Das regras introduzidas pela Resolução CFM n.2013/2013, a fixação da idade máxima da gestante a cinquenta anos foi a que suscitou grande controvérsia, porquanto “a limitação de direitos das pacientes não pode ocorrer por intermédio de uma normativa de órgão autárquico, que tem abrangência tão somente de regulação interna”2. A imposição da idade feita pelo Conselho Federal de Medicina não passou pelo crivo da juridicidade, como se percebe da decisão do TRF da 1ª Região3 que, baseando-se na Recomendação do Enunciado 41 da I Jornada de Direito da Saúde do Conselho Nacional de Justiça, decidiu que a limitação de idade afronta a liberdade de planejamento familiar assegurada constitucionalmente.

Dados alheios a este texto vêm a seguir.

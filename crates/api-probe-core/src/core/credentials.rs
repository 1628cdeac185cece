// crates/api-probe-core/src/core/credentials.rs
// ============================================================================
// Module: Credentials
// Description: User-pool sign-in inputs and the signed-token bundle.
// Purpose: Carry identity material between the provider and the environment builder.
// Dependencies: base64, serde, serde_json, thiserror
// ============================================================================

//! ## Overview
//! [`UserPoolCredentials`] are the static sign-in inputs read from
//! configuration. [`CredentialBundle`] is what a successful sign-in yields:
//! the access, identity, and refresh tokens plus the decoded claims of the
//! access and identity tokens. Token signatures are not verified here; the
//! API under test is the party that validates them.
//!
//! Neither type prints raw secrets through `Debug`.

// ============================================================================
// SECTION: Imports
// ============================================================================

use std::fmt;

use base64::Engine;
use base64::engine::general_purpose::URL_SAFE_NO_PAD;
use serde::Serialize;
use serde_json::Map;
use serde_json::Value;
use thiserror::Error;

// ============================================================================
// SECTION: Constants
// ============================================================================

/// Placeholder printed in place of secret values.
pub const REDACTED: &str = "<redacted>";

// ============================================================================
// SECTION: Sign-In Inputs
// ============================================================================

/// Sign-in inputs for a Cognito user pool.
///
/// # Invariants
/// - `new_password` is only used to answer a `NEW_PASSWORD_REQUIRED` challenge.
#[derive(Clone, PartialEq, Eq)]
pub struct UserPoolCredentials {
    /// User pool identifier (`<region>_<id>`).
    pub user_pool_id: String,
    /// App client identifier.
    pub client_id: String,
    /// Username to sign in with.
    pub username: String,
    /// Password for `username`.
    pub password: String,
    /// Replacement password used when the pool demands a reset.
    pub new_password: Option<String>,
}

impl fmt::Debug for UserPoolCredentials {
    fn fmt(&self, f: &mut fmt::Formatter<'_>) -> fmt::Result {
        f.debug_struct("UserPoolCredentials")
            .field("user_pool_id", &self.user_pool_id)
            .field("client_id", &self.client_id)
            .field("username", &self.username)
            .field("password", &REDACTED)
            .field("new_password", &self.new_password.as_ref().map(|_| REDACTED))
            .finish()
    }
}

// ============================================================================
// SECTION: Credential Bundle
// ============================================================================

/// Decoded JWT payloads for the access and identity tokens.
#[derive(Debug, Clone, PartialEq, Eq, Default, Serialize)]
pub struct TokenClaims {
    /// Access token claims.
    pub access: Map<String, Value>,
    /// Identity token claims.
    pub id: Map<String, Value>,
}

/// Tokens and claims produced by one successful sign-in.
///
/// # Invariants
/// - Created once per run and never persisted.
/// - `claims` always matches the payloads of `access_token` and `id_token`.
#[derive(Clone, PartialEq, Eq)]
pub struct CredentialBundle {
    /// Access token, used as the bearer token for the API under test.
    pub access_token: String,
    /// Identity token.
    pub id_token: String,
    /// Refresh token.
    pub refresh_token: String,
    /// Decoded token claims.
    pub claims: TokenClaims,
}

impl CredentialBundle {
    /// Builds a bundle from raw tokens, decoding the access and identity claims.
    ///
    /// # Errors
    ///
    /// Returns [`ClaimsError`] when a token is empty or its payload cannot be decoded.
    pub fn from_tokens(
        access_token: String,
        id_token: String,
        refresh_token: String,
    ) -> Result<Self, ClaimsError> {
        if refresh_token.trim().is_empty() {
            return Err(ClaimsError::Missing("refresh"));
        }
        let access = decode_named(&access_token, "access")?;
        let id = decode_named(&id_token, "id")?;
        Ok(Self {
            access_token,
            id_token,
            refresh_token,
            claims: TokenClaims {
                access,
                id,
            },
        })
    }

    /// Returns a JSON view of the bundle with every token replaced by a placeholder.
    #[must_use]
    pub fn redacted_json(&self) -> Value {
        serde_json::json!({
            "accessToken": REDACTED,
            "idToken": REDACTED,
            "refreshToken": REDACTED,
            "claims": {
                "access": self.claims.access,
                "id": self.claims.id,
            },
        })
    }
}

impl fmt::Debug for CredentialBundle {
    fn fmt(&self, f: &mut fmt::Formatter<'_>) -> fmt::Result {
        f.debug_struct("CredentialBundle")
            .field("access_token", &REDACTED)
            .field("id_token", &REDACTED)
            .field("refresh_token", &REDACTED)
            .field("claims", &self.claims)
            .finish()
    }
}

// ============================================================================
// SECTION: Claims Decoding
// ============================================================================

/// JWT claim decoding errors.
#[derive(Debug, Clone, PartialEq, Eq, Error)]
pub enum ClaimsError {
    /// A required token was empty.
    #[error("{0} token is missing")]
    Missing(&'static str),
    /// The token is not a three-segment JWT.
    #[error("{0} token is not a jwt")]
    Malformed(&'static str),
    /// The payload segment is not base64url.
    #[error("{0} token payload is not base64url")]
    Encoding(&'static str),
    /// The payload is not a JSON object.
    #[error("{0} token payload is not a json object")]
    Payload(&'static str),
}

/// Decodes the payload segment of a compact JWT into a JSON object.
///
/// # Errors
///
/// Returns [`ClaimsError`] when the token is malformed or the payload is not a JSON object.
pub fn decode_jwt_payload(token: &str) -> Result<Map<String, Value>, ClaimsError> {
    decode_named(token, "jwt")
}

/// Decodes a token payload, labelling errors with `label`.
fn decode_named(token: &str, label: &'static str) -> Result<Map<String, Value>, ClaimsError> {
    let token = token.trim();
    if token.is_empty() {
        return Err(ClaimsError::Missing(label));
    }
    let mut segments = token.split('.');
    let (Some(_header), Some(payload), Some(_signature), None) =
        (segments.next(), segments.next(), segments.next(), segments.next())
    else {
        return Err(ClaimsError::Malformed(label));
    };
    // Some issuers pad their segments even though RFC 7515 forbids it.
    let bytes = URL_SAFE_NO_PAD
        .decode(payload.trim_end_matches('='))
        .map_err(|_| ClaimsError::Encoding(label))?;
    match serde_json::from_slice::<Value>(&bytes) {
        Ok(Value::Object(map)) => Ok(map),
        _ => Err(ClaimsError::Payload(label)),
    }
}

// ============================================================================
// SECTION: Tests
// ============================================================================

Em 24 de setembro de 2015, foi editada a Resolução CFM n. 2121 que, se não afastou o limite etário para as candidatas para a gestação de reprodução humana assistida, abriu espaço para, caso a caso, verificar a possibilidade de aplicação da técnica a mulheres com mais de cinquenta anos: “As exceções ao limite de 50 anos para participação do procedimento serão determinadas, com fundamentos técnicos e científicos, pelo médico responsável e após esclarecimento quanto aos riscos envolvidos.” (n.3, Item I, Princípios Gerais).

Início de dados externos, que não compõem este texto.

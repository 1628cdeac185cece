// crates/api-probe-core/src/runtime/credentials.rs
// ============================================================================
// Module: Credential Provider
// Description: Sign-in policy on top of an identity provider.
// Purpose: Turn a sign-in outcome into a credential bundle or a typed error.
// Dependencies: crate::{core, interfaces, logging}
// ============================================================================

//! ## Overview
//! [`CredentialProvider`] performs one sign-in per call. A password-reset
//! challenge is a distinct outcome: it is answered only when a replacement
//! password is configured and otherwise fails the run. Failures are logged
//! here, where they are detected, and returned to the caller. There is no
//! retry and no token cache.

// ============================================================================
// SECTION: Imports
// ============================================================================

use std::sync::Arc;

use crate::core::CredentialBundle;
use crate::core::UserPoolCredentials;
use crate::interfaces::AuthOutcome;
use crate::interfaces::AuthTokens;
use crate::interfaces::AuthenticationError;
use crate::interfaces::IdentityProvider;
use crate::logging::Logger;

// ============================================================================
// SECTION: Provider
// ============================================================================

/// Obtains a fresh [`CredentialBundle`] for the configured user.
pub struct CredentialProvider {
    /// Identity service client.
    identity: Arc<dyn IdentityProvider>,
    /// Sign-in inputs.
    credentials: UserPoolCredentials,
    /// Run logger.
    logger: Logger,
}

impl CredentialProvider {
    /// Creates a credential provider.
    #[must_use]
    pub fn new(
        identity: Arc<dyn IdentityProvider>,
        credentials: UserPoolCredentials,
        logger: Logger,
    ) -> Self {
        Self {
            identity,
            credentials,
            logger,
        }
    }

    /// Signs in and returns the resulting bundle.
    ///
    /// # Errors
    ///
    /// Returns [`AuthenticationError`] when sign-in fails, a password reset is
    /// demanded without a configured replacement, or a token cannot be decoded.
    pub async fn obtain(&self) -> Result<CredentialBundle, AuthenticationError> {
        let result = self.sign_in().await;
        if let Err(err) = &result {
            self.logger.error(&err.to_string());
        }
        result
    }

    /// Runs the sign-in exchange without logging failures.
    async fn sign_in(&self) -> Result<CredentialBundle, AuthenticationError> {
        self.logger.debug("authenticating user pool user");
        match self.identity.initiate_auth(&self.credentials).await? {
            AuthOutcome::Authenticated(tokens) => into_bundle(tokens),
            AuthOutcome::NewPasswordRequired {
                session,
            } => {
                let Some(new_password) = self.credentials.new_password.as_deref() else {
                    return Err(AuthenticationError::NewPasswordRequired);
                };
                self.logger.warn("new password required; answering challenge");
                match self
                    .identity
                    .respond_new_password(&self.credentials, &session, new_password)
                    .await?
                {
                    AuthOutcome::Authenticated(tokens) => into_bundle(tokens),
                    AuthOutcome::NewPasswordRequired {
                        ..
                    } => Err(AuthenticationError::NewPasswordRequired),
                }
            }
        }
    }
}

/// Decodes token claims into a bundle.
fn into_bundle(tokens: AuthTokens) -> Result<CredentialBundle, AuthenticationError> {
    CredentialBundle::from_tokens(tokens.access_token, tokens.id_token, tokens.refresh_token)
        .map_err(|err| AuthenticationError::InvalidToken(err.to_string()))
}
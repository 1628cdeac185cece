//! Config load validation tests for api-probe-config.
// crates/api-probe-config/tests/load_validation.rs
// =============================================================================
// Module: Config Load Validation Tests
// Description: Validate config loading guards (path, size, encoding).
// Purpose: Ensure config input handling is strict and fail-closed.
// =============================================================================

use std::io::Write;
use std::path::Path;

use api_probe_config::ConfigError;
use api_probe_config::ProbeConfig;
use api_probe_config::config_toml_example;
use tempfile::NamedTempFile;

type TestResult = Result<(), String>;

fn assert_invalid(result: Result<ProbeConfig, ConfigError>, needle: &str) -> TestResult {
    match result {
        Err(error) => {
            let message = error.to_string();
            if message.contains(needle) {
                Ok(())
            } else {
                Err(format!("error {message} did not contain {needle}"))
            }
        }
        Ok(_) => Err("expected invalid config load".to_string()),
    }
}

#[test]
fn load_rejects_path_too_long() -> TestResult {
    let long_path = "a".repeat(5_000);
    let path = Path::new(&long_path);
    assert_invalid(ProbeConfig::load(Some(path), None), "config path exceeds max length")?;
    Ok(())
}

#[test]
fn load_rejects_path_component_too_long() -> TestResult {
    let long_component = "a".repeat(300);
    let path = Path::new(&long_component);
    assert_invalid(ProbeConfig::load(Some(path), None), "config path component too long")?;
    Ok(())
}

#[test]
fn load_rejects_missing_file() -> TestResult {
    let path = Path::new("/nonexistent/api-probe.toml");
    assert_invalid(ProbeConfig::load(Some(path), None), "config io error")?;
    Ok(())
}

#[test]
fn load_rejects_oversized_file() -> TestResult {
    let mut file = NamedTempFile::new().map_err(|err| err.to_string())?;
    let payload = vec![b'a'; 1_048_577];
    file.write_all(&payload).map_err(|err| err.to_string())?;
    assert_invalid(ProbeConfig::load(Some(file.path()), None), "config file exceeds size limit")?;
    Ok(())
}

#[test]
fn load_rejects_non_utf8_file() -> TestResult {
    let mut file = NamedTempFile::new().map_err(|err| err.to_string())?;
    file.write_all(&[0xFF, 0xFE, 0xFF]).map_err(|err| err.to_string())?;
    assert_invalid(ProbeConfig::load(Some(file.path()), None), "config file must be utf-8")?;
    Ok(())
}

#[test]
fn load_rejects_invalid_toml() -> TestResult {
    let mut file = NamedTempFile::new().map_err(|err| err.to_string())?;
    file.write_all(b"base_url = ").map_err(|err| err.to_string())?;
    assert_invalid(ProbeConfig::load(Some(file.path()), None), "config parse error")?;
    Ok(())
}

#[test]
fn load_accepts_example_config() -> TestResult {
    let mut file = NamedTempFile::new().map_err(|err| err.to_string())?;
    file.write_all(config_toml_example().as_bytes()).map_err(|err| err.to_string())?;
    let config =
        ProbeConfig::load(Some(file.path()), Some("staging")).map_err(|err| err.to_string())?;
    if config.collection.path != "postman/app-staging.postman_collection.json" {
        return Err(format!("profile collection path not applied: {}", config.collection.path));
    }
    if config.profile.as_deref() != Some("staging") {
        return Err("profile name not recorded".to_string());
    }
    Ok(())
}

Em que pese toda a controvérsia acerca da legitimidade de um Conselho profissional desenhar o regime jurídico da gestação de substituição em um país, não há dúvida de que, em face da ausência de norma legal, as prescrições deontológicas vêm desempenhando papel relevante na efetivação do direito ao livre plane-jamento familiar. Todavia, não há como deixar de enfrentar os problemas decorrentes da inoponibilidade de tais normas a todos, porquanto sua eficácia deveria limitar-se aos profissionais da Medicina. Assim, os Cartórios não estão sujeitos a respeitar tais resoluções, o que vinha gerando conflitos no momento de registro da criança, por exemplo, a recusa de fazer constar, como mãe, a mulher que não chegou a engravidar porque fez uso da técnica de gestação de substituição.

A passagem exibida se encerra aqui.